Please reproduce the entries below exactly, starting at the first line and ending with the line that holds "error code for this error.".
--------
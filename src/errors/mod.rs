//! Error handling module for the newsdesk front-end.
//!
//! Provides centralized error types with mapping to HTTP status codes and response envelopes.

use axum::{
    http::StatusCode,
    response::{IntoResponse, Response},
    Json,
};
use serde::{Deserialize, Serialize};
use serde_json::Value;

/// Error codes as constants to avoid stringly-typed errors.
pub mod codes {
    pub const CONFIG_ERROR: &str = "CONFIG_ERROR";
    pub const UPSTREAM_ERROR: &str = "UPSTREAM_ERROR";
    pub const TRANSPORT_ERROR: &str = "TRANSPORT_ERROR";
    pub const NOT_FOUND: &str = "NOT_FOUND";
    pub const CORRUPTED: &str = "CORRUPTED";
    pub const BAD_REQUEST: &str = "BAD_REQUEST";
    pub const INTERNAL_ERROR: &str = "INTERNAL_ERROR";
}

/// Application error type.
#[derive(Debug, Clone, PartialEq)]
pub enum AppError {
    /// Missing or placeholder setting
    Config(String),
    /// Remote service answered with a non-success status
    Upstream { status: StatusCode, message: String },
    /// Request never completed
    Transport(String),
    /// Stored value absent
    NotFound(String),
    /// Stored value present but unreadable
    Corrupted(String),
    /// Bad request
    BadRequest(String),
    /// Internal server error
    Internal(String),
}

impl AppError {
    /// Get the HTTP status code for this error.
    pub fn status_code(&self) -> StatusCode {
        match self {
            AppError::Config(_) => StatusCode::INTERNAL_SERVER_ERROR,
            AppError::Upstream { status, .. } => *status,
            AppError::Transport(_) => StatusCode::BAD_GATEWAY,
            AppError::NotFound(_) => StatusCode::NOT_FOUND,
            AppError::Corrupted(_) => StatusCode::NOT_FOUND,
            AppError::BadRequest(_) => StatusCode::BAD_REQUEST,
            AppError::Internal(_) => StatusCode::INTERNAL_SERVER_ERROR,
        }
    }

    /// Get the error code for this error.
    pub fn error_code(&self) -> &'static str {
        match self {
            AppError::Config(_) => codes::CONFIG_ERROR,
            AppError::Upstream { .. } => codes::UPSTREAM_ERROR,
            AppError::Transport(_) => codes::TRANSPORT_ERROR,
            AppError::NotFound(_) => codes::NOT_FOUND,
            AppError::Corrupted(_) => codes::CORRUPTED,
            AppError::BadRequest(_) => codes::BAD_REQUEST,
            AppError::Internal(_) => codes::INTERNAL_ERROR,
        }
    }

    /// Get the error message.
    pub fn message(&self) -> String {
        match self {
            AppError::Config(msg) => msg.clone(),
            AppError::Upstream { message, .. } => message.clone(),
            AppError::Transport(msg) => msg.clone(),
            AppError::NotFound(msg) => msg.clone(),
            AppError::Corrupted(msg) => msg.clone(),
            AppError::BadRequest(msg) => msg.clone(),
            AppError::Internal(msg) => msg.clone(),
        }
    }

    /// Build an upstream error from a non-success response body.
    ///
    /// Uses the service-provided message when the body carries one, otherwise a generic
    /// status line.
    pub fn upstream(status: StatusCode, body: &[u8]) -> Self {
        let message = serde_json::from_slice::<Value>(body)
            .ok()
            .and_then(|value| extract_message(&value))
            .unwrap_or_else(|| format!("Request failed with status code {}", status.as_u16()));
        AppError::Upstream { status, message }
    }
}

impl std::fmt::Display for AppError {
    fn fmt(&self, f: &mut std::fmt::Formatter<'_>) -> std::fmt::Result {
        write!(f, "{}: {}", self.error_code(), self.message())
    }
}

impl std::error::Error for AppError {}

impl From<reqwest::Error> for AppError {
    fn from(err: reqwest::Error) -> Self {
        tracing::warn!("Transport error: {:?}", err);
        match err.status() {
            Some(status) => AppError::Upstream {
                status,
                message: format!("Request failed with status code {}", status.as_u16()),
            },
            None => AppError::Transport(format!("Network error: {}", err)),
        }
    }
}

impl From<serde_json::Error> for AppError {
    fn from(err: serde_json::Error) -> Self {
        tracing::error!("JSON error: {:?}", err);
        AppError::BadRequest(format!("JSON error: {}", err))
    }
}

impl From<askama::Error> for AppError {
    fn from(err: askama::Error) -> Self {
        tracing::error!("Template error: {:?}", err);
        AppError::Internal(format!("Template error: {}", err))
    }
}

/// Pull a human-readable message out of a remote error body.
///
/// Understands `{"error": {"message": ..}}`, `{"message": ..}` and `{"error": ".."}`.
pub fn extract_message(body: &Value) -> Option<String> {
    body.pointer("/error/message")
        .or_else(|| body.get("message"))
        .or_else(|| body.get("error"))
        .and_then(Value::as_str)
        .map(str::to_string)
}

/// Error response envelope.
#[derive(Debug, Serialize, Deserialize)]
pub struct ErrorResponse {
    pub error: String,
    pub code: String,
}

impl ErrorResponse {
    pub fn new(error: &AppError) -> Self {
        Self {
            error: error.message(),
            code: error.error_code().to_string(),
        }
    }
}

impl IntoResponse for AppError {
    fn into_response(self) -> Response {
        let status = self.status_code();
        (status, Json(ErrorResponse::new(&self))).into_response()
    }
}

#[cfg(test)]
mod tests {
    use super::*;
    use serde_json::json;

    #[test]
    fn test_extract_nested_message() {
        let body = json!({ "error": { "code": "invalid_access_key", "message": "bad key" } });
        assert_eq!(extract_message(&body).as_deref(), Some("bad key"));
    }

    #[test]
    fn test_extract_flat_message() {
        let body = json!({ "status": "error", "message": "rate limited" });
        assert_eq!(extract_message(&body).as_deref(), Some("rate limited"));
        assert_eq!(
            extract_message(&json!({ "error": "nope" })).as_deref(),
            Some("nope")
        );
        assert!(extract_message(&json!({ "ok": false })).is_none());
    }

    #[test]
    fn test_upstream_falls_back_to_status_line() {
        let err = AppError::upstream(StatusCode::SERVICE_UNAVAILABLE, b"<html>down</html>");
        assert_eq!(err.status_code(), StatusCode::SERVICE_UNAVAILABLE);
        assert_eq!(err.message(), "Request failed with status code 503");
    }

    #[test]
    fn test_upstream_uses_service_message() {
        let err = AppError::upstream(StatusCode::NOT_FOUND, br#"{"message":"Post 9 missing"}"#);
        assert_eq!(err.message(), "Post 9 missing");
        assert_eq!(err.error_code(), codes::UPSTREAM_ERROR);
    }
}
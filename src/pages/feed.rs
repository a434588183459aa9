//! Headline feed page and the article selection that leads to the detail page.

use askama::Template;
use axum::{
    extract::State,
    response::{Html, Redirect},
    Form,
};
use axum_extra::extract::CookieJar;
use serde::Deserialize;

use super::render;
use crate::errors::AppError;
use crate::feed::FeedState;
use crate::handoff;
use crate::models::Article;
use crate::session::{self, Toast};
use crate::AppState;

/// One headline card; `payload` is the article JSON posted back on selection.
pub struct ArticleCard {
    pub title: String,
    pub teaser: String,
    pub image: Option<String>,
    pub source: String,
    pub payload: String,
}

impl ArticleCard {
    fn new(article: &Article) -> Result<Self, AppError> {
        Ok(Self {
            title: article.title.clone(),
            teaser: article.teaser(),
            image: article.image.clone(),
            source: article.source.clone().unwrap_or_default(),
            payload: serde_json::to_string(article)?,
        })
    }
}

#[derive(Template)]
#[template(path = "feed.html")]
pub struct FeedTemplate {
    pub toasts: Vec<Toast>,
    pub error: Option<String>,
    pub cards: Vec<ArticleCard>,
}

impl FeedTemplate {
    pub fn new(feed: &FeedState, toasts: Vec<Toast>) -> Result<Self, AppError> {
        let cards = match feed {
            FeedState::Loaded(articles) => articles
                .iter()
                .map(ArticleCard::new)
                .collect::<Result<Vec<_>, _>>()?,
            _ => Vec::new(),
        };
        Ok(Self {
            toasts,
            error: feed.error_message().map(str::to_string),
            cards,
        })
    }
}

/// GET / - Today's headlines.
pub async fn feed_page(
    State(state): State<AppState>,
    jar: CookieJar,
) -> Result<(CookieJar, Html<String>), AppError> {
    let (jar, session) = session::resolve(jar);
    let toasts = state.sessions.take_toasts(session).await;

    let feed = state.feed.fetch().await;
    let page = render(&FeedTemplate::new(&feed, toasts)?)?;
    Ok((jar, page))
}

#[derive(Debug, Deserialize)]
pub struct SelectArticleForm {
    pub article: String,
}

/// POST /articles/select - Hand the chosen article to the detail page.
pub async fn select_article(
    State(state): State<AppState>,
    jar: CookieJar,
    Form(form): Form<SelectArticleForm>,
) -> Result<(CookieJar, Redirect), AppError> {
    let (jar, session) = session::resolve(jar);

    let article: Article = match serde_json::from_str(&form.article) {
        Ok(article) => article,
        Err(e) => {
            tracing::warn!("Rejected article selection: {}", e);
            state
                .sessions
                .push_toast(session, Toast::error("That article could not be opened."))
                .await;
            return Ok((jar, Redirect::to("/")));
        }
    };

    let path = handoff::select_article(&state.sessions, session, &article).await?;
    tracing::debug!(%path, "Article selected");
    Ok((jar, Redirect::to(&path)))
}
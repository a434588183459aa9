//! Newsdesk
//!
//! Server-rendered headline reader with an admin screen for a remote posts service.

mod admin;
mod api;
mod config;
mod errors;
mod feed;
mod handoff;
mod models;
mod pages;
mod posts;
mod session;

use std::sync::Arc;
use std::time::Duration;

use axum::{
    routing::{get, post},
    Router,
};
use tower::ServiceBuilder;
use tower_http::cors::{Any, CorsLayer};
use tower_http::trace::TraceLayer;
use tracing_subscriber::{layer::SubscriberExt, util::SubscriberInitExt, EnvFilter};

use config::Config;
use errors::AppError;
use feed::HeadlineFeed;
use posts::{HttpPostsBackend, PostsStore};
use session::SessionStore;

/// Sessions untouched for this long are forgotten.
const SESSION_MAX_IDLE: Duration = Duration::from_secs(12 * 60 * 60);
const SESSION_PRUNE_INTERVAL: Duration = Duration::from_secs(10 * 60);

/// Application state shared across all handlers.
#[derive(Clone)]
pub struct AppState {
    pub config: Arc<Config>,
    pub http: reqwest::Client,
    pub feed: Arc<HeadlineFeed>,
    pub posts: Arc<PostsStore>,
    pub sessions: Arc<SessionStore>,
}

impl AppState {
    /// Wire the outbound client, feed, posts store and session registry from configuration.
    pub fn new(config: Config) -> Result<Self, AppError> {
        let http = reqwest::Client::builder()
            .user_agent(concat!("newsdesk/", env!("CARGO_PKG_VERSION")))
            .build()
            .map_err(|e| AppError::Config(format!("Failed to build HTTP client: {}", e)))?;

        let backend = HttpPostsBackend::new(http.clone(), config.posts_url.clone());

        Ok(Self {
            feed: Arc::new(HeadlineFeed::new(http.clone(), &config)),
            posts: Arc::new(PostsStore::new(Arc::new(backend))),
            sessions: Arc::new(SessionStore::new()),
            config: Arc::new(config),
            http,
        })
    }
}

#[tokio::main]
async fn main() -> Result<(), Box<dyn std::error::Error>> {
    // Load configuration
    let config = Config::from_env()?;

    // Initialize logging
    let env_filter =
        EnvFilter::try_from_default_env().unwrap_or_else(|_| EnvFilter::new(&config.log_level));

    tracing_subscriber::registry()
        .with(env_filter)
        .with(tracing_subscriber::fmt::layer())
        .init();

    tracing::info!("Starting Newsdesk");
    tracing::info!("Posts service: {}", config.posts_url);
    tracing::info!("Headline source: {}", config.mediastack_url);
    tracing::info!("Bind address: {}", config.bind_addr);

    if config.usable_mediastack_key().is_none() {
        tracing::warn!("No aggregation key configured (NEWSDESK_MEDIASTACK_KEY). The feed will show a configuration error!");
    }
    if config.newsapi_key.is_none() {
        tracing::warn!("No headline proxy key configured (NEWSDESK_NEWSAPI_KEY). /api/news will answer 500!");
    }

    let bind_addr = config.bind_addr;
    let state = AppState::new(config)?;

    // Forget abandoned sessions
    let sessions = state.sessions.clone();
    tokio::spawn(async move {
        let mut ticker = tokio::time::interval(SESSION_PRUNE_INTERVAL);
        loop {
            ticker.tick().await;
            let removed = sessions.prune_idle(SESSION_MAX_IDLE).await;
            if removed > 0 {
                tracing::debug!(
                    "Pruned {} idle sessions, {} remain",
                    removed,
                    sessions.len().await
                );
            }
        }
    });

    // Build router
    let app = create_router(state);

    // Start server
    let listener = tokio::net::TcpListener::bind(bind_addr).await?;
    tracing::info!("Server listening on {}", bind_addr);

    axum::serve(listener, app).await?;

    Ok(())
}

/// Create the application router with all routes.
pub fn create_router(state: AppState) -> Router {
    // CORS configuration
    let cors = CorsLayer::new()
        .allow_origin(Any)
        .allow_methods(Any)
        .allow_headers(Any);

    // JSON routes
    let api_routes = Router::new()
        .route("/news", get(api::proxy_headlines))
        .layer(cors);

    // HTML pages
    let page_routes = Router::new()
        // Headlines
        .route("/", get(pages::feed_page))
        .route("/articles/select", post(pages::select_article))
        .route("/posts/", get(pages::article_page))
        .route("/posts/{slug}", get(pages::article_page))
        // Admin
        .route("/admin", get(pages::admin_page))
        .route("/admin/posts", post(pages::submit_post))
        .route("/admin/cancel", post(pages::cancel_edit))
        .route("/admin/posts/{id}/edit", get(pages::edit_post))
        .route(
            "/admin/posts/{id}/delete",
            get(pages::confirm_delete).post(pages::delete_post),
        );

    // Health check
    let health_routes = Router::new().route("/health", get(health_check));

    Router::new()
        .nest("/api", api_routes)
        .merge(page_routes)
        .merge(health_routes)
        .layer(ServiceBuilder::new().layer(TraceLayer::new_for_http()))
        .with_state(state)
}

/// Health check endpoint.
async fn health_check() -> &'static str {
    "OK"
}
--------
_WRITTEN RESPONSE_
filename src/errors/mod.rs
//! Error handling module for the newsdesk front-end.
//!
//! Provides centralized error types with mapping to HTTP status codes and response envelopes.

use axum::{
    http::StatusCode,
    response::{IntoResponse, Response},
    Json,
};
use serde::{Deserialize, Serialize};
use serde_json::Value;

/// Error codes as constants to avoid stringly-typed errors.
pub mod codes {
    pub const CONFIG_ERROR: &str = "CONFIG_ERROR";
    pub const UPSTREAM_ERROR: &str = "UPSTREAM_ERROR";
    pub const TRANSPORT_ERROR: &str = "TRANSPORT_ERROR";
    pub const NOT_FOUND: &str = "NOT_FOUND";
    pub const CORRUPTED: &str = "CORRUPTED";
    pub const BAD_REQUEST: &str = "BAD_REQUEST";
    pub const INTERNAL_ERROR: &str = "INTERNAL_ERROR";
}

/// Application error type.
#[derive(Debug, Clone, PartialEq)]
pub enum AppError {
    /// Missing or placeholder setting
    Config(String),
    /// Remote service answered with a non-success status
    Upstream { status: StatusCode, message: String },
    /// Request never completed
    Transport(String),
    /// Stored value absent
    NotFound(String),
    /// Stored value present but unreadable
    Corrupted(String),
    /// Bad request
    BadRequest(String),
    /// Internal server error
    Internal(String),
}

impl AppError {
    /// Get the HTTP status code for this error.
    pub fn status_code(&self) -> StatusCode {
        match self {
            AppError::Config(_) => StatusCode::INTERNAL_SERVER_ERROR,
            AppError::Upstream { status, .. } => *status,
            AppError::Transport(_) => StatusCode::BAD_GATEWAY,
            AppError::NotFound(_) => StatusCode::NOT_FOUND,
            AppError::Corrupted(_) => StatusCode::NOT_FOUND,
            AppError::BadRequest(_) => StatusCode::BAD_REQUEST,
            AppError::Internal(_) => StatusCode::INTERNAL_SERVER_ERROR,
        }
    }

    /// Get the error code for this error.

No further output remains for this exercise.